*About this exercise:* The reply should hold every line of the data, unchanged and complete.

*** Opening of Material provided ***

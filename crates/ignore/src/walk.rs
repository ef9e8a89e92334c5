/*!
A pull-based, single-threaded, depth-first traverser. Directories the
oracle reports as ignored are pruned — never listed, never recursed into —
so an ignored subtree costs one `metadata` check and nothing more.
*/

use std::path::{Path, PathBuf};
use std::rc::Rc;

use crate::oracle::{IgnoreOracle, IgnoreResult};

/// One entry yielded by the traverser — spec §3's `(absolute_path,
/// relative_path_from_root, is_directory, ignore_result)` record.
#[derive(Debug, Clone)]
pub struct FilesystemEntry {
    pub path: PathBuf,
    pub relative_path: String,
    pub is_directory: bool,
    pub ignore_result: IgnoreResult,
}

struct Frame {
    children: std::vec::IntoIter<PathBuf>,
}

/// Streams [`FilesystemEntry`] values in depth-first order starting from the
/// oracle's root. Does not allocate the whole tree up front — each call to
/// `next` does at most one directory listing.
pub struct Walker {
    oracle: Rc<IgnoreOracle>,
    stack: Vec<Frame>,
    visited: std::collections::HashSet<PathBuf>,
    include_ignored: bool,
}

impl Walker {
    pub fn new(oracle: Rc<IgnoreOracle>) -> Walker {
        let root = oracle.root().to_path_buf();
        let children = match oracle_list(&oracle, &root) {
            Ok(children) => children,
            Err(_) => Vec::new(),
        };
        Walker {
            oracle,
            stack: vec![Frame { children: children.into_iter() }],
            visited: std::collections::HashSet::new(),
            include_ignored: true,
        }
    }

    /// When set, ignored files are skipped entirely rather than yielded with
    /// `is_ignored: true`. Ignored directories are always pruned either way.
    pub fn include_ignored(mut self, include: bool) -> Walker {
        self.include_ignored = include;
        self
    }

    fn canonical_cycle_guard(&mut self, path: &Path) -> bool {
        let canonical = self.oracle.canonicalize(path);
        !self.visited.insert(canonical)
    }
}

fn oracle_list(oracle: &IgnoreOracle, dir: &Path) -> Result<Vec<PathBuf>, crate::error::Error> {
    oracle.list_dir(dir)
}

impl Iterator for Walker {
    type Item = FilesystemEntry;

    fn next(&mut self) -> Option<FilesystemEntry> {
        loop {
            let frame = self.stack.last_mut()?;
            let next_path = match frame.children.next() {
                Some(p) => p,
                None => {
                    self.stack.pop();
                    continue;
                }
            };

            if self.canonical_cycle_guard(&next_path) {
                continue;
            }

            let is_directory = self.oracle.is_directory(&next_path);
            let result = self.oracle.is_ignored(&next_path, is_directory);
            let relative_path =
                crate::relative_path::to_relative_string(self.oracle.root(), &next_path);

            if is_directory {
                if !result.is_ignored {
                    let children = oracle_list(&self.oracle, &next_path).unwrap_or_default();
                    self.stack.push(Frame { children: children.into_iter() });
                }
                if result.is_ignored && !self.include_ignored {
                    continue;
                }
                return Some(FilesystemEntry {
                    path: next_path,
                    relative_path,
                    is_directory: true,
                    ignore_result: result,
                });
            }

            if result.is_ignored && !self.include_ignored {
                continue;
            }
            return Some(FilesystemEntry {
                path: next_path,
                relative_path,
                is_directory: false,
                ignore_result: result,
            });
        }
    }
}

/// Convenience: every non-ignored file path under the oracle's root.
pub fn tracked_files(oracle: Rc<IgnoreOracle>) -> impl Iterator<Item = PathBuf> {
    Walker::new(oracle)
        .include_ignored(false)
        .filter(|e| !e.is_directory)
        .map(|e| e.path)
}

/// Convenience: every ignored path (file or directory) under the oracle's
/// root, in discovery order.
pub fn ignored_files(oracle: Rc<IgnoreOracle>) -> impl Iterator<Item = PathBuf> {
    Walker::new(oracle).filter(|e| e.ignore_result.is_ignored).map(|e| e.path)
}

#[cfg(test)]
mod tests {
    use super::*;
    use crate::fs::{Filesystem, MemoryFilesystemBuilder};
    use crate::level::LevelStore;
    use std::path::PathBuf;

    fn oracle_over(root: &Path, fs: impl Filesystem + 'static) -> Rc<IgnoreOracle> {
        let fs: Rc<dyn Filesystem> = Rc::new(fs);
        let levels = LevelStore::new(Rc::clone(&fs), root.to_path_buf(), vec![], false);
        Rc::new(IgnoreOracle::new(fs, levels))
    }

    #[test]
    fn prunes_ignored_directories_without_descending() {
        let root = PathBuf::from("/project");
        let fs = MemoryFilesystemBuilder::new(&root)
            .file("/project/.gitignore", b"build/\n")
            .dir("/project/build")
            .file("/project/build/out.txt", b"x")
            .dir("/project/build/nested")
            .file("/project/build/nested/deep.txt", b"x")
            .dir("/project/src")
            .file("/project/src/main.rs", b"fn main() {}")
            .build();
        let oracle = oracle_over(&root, fs);
        let tracked: Vec<PathBuf> = tracked_files(Rc::clone(&oracle)).collect();
        assert!(tracked.contains(&root.join("src/main.rs")));
        assert!(!tracked.iter().any(|p| p.starts_with(root.join("build"))));
    }

    #[test]
    fn yields_all_files_when_nothing_ignored() {
        let root = PathBuf::from("/project");
        let fs = MemoryFilesystemBuilder::new(&root)
            .file("/project/a.json", b"{}")
            .dir("/project/sub")
            .file("/project/sub/b.json", b"{}")
            .build();
        let oracle = oracle_over(&root, fs);
        let tracked: Vec<PathBuf> = tracked_files(oracle).collect();
        assert!(tracked.contains(&root.join("a.json")));
        assert!(tracked.contains(&root.join("sub/b.json")));
    }

    #[test]
    fn entries_carry_relative_path_and_matched_pattern() {
        let root = PathBuf::from("/project");
        let fs = MemoryFilesystemBuilder::new(&root)
            .file("/project/.gitignore", b"build/\n")
            .dir("/project/build")
            .file("/project/build/out.txt", b"x")
            .build();
        let oracle = oracle_over(&root, fs);
        let entries: Vec<FilesystemEntry> = Walker::new(oracle).collect();

        let build_entry = entries.iter().find(|e| e.path == root.join("build")).unwrap();
        assert_eq!(build_entry.relative_path, "build");
        assert!(build_entry.ignore_result.is_ignored);
        assert!(build_entry.ignore_result.matched.is_some());
    }
}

*** Close of Material provided ***

*Solution for this problem:*
filename crates/ignore/src/walk.rs
repository ef9e8a89e92334c5
/*!
A pull-based, single-threaded, depth-first traverser. Directories the
oracle reports as ignored are pruned — never listed, never recursed into —
so an ignored subtree costs one `metadata` check and nothing more.
*/

use std::path::{Path, PathBuf};
use std::rc::Rc;

use crate::oracle::{IgnoreOracle, IgnoreResult};

/// One entry yielded by the traverser — spec §3's `(absolute_path,
/// relative_path_from_root, is_directory, ignore_result)` record.
#[derive(Debug, Clone)]
pub struct FilesystemEntry {
    pub path: PathBuf,
    pub relative_path: String,
    pub is_directory: bool,
    pub ignore_result: IgnoreResult,
}

struct Frame {
    children: std::vec::IntoIter<PathBuf>,
}

/// Streams [`FilesystemEntry`] values in depth-first order starting from the
/// oracle's root. Does not allocate the whole tree up front — each call to
/// `next` does at most one directory listing.
pub struct Walker {
    oracle: Rc<IgnoreOracle>,
    stack: Vec<Frame>,
    visited: std::collections::HashSet<PathBuf>,
    include_ignored: bool,
}

impl Walker {
    pub fn new(oracle: Rc<IgnoreOracle>) -> Walker {
        let root = oracle.root().to_path_buf();
        let children = match oracle_list(&oracle, &root) {
            Ok(children) => children,
            Err(_) => Vec::new(),
        };
        Walker {
            oracle,
            stack: vec![Frame { children: children.into_iter() }],
            visited: std::collections::HashSet::new(),
            include_ignored: true,
        }
    }

    /// When set, ignored files are skipped entirely rather than yielded with
    /// `is_ignored: true`. Ignored directories are always pruned either way.
    pub fn include_ignored(mut self, include: bool) -> Walker {
        self.include_ignored = include;
        self
    }

    fn canonical_cycle_guard(&mut self, path: &Path) -> bool {
        let canonical = self.oracle.canonicalize(path);
        !self.visited.insert(canonical)
    }
}

fn oracle_list(oracle: &IgnoreOracle, dir: &Path) -> Result<Vec<PathBuf>, crate::error::Error> {
    oracle.list_dir(dir)
}

impl Iterator for Walker {
    type Item = FilesystemEntry;

    fn next(&mut self) -> Option<FilesystemEntry> {
        loop {
            let frame = self.stack.last_mut()?;
            let next_path = match frame.children.next() {
                Some(p) => p,
                None => {
                    self.stack.pop();
                    continue;
                }
            };

            if self.canonical_cycle_guard(&next_path) {
                continue;
            }

            let is_directory = self.oracle.is_directory(&next_path);
            let result = self.oracle.is_ignored(&next_path, is_directory);
            let relative_path =
                crate::relative_path::to_relative_string(self.oracle.root(), &next_path);

            if is_directory {
                if !result.is_ignored {
                    let children = oracle_list(&self.oracle, &next_path).unwrap_or_default();
                    self.stack.push(Frame { children: children.into_iter() });
                }
                if result.is_ignored && !self.include_ignored {
                    continue;
                }
                return Some(FilesystemEntry {
                    path: next_path,
                    relative_path,
                    is_directory: true,
                    ignore_result: result,
                });
            }

            if result.is_ignored && !self.include_ignored {
                continue;
            }
            return Some(FilesystemEntry {
                path: next_path,
                relative_path,
                is_directory: false,
                ignore_result: result,
            });
        }
    }
}

/// Convenience: every non-ignored file path under the oracle's root.
pub fn tracked_files(oracle: Rc<IgnoreOracle>) -> impl Iterator<Item = PathBuf> {
    Walker::new(oracle)
        .include_ignored(false)
        .filter(|e| !e.is_directory)
        .map(|e| e.path)
}

/// Convenience: every ignored path (file or directory) under the oracle's
/// root, in discovery order.
pub fn ignored_files(oracle: Rc<IgnoreOracle>) -> impl Iterator<Item = PathBuf> {
    Walker::new(oracle).filter(|e| e.ignore_result.is_ignored).map(|e| e.path)
}

#[cfg(test)]
mod tests {
    use super::*;
    use crate::fs::{Filesystem, MemoryFilesystemBuilder};
    use crate::level::LevelStore;
    use std::path::PathBuf;

    fn oracle_over(root: &Path, fs: impl Filesystem + 'static) -> Rc<IgnoreOracle> {
        let fs: Rc<dyn Filesystem> = Rc::new(fs);
        let levels = LevelStore::new(Rc::clone(&fs), root.to_path_buf(), vec![], false);
        Rc::new(IgnoreOracle::new(fs, levels))
    }

    #[test]
    fn prunes_ignored_directories_without_descending() {
        let root = PathBuf::from("/project");
        let fs = MemoryFilesystemBuilder::new(&root)
            .file("/project/.gitignore", b"build/\n")
            .dir("/project/build")
            .file("/project/build/out.txt", b"x")
            .dir("/project/build/nested")
            .file("/project/build/nested/deep.txt", b"x")
            .dir("/project/src")
            .file("/project/src/main.rs", b"fn main() {}")
            .build();
        let oracle = oracle_over(&root, fs);
        let tracked: Vec<PathBuf> = tracked_files(Rc::clone(&oracle)).collect();
        assert!(tracked.contains(&root.join("src/main.rs")));
        assert!(!tracked.iter().any(|p| p.starts_with(root.join("build"))));
    }

    #[test]
    fn yields_all_files_when_nothing_ignored() {
        let root = PathBuf::from("/project");
        let fs = MemoryFilesystemBuilder::new(&root)
            .file("/project/a.json", b"{}")
            .dir("/project/sub")
            .file("/project/sub/b.json", b"{}")
            .build();
        let oracle = oracle_over(&root, fs);
        let tracked: Vec<PathBuf> = tracked_files(oracle).collect();
        assert!(tracked.contains(&root.join("a.json")));
        assert!(tracked.contains(&root.join("sub/b.json")));
    }

    #[test]
    fn entries_carry_relative_path_and_matched_pattern() {
        let root = PathBuf::from("/project");
        let fs = MemoryFilesystemBuilder::new(&root)
            .file("/project/.gitignore", b"build/\n")
            .dir("/project/build")
            .file("/project/build/out.txt", b"x")
            .build();
        let oracle = oracle_over(&root, fs);
        let entries: Vec<FilesystemEntry> = Walker::new(oracle).collect();

        let build_entry = entries.iter().find(|e| e.path == root.join("build")).unwrap();
        assert_eq!(build_entry.relative_path, "build");
        assert!(build_entry.ignore_result.is_ignored);
        assert!(build_entry.ignore_result.matched.is_some());
    }
}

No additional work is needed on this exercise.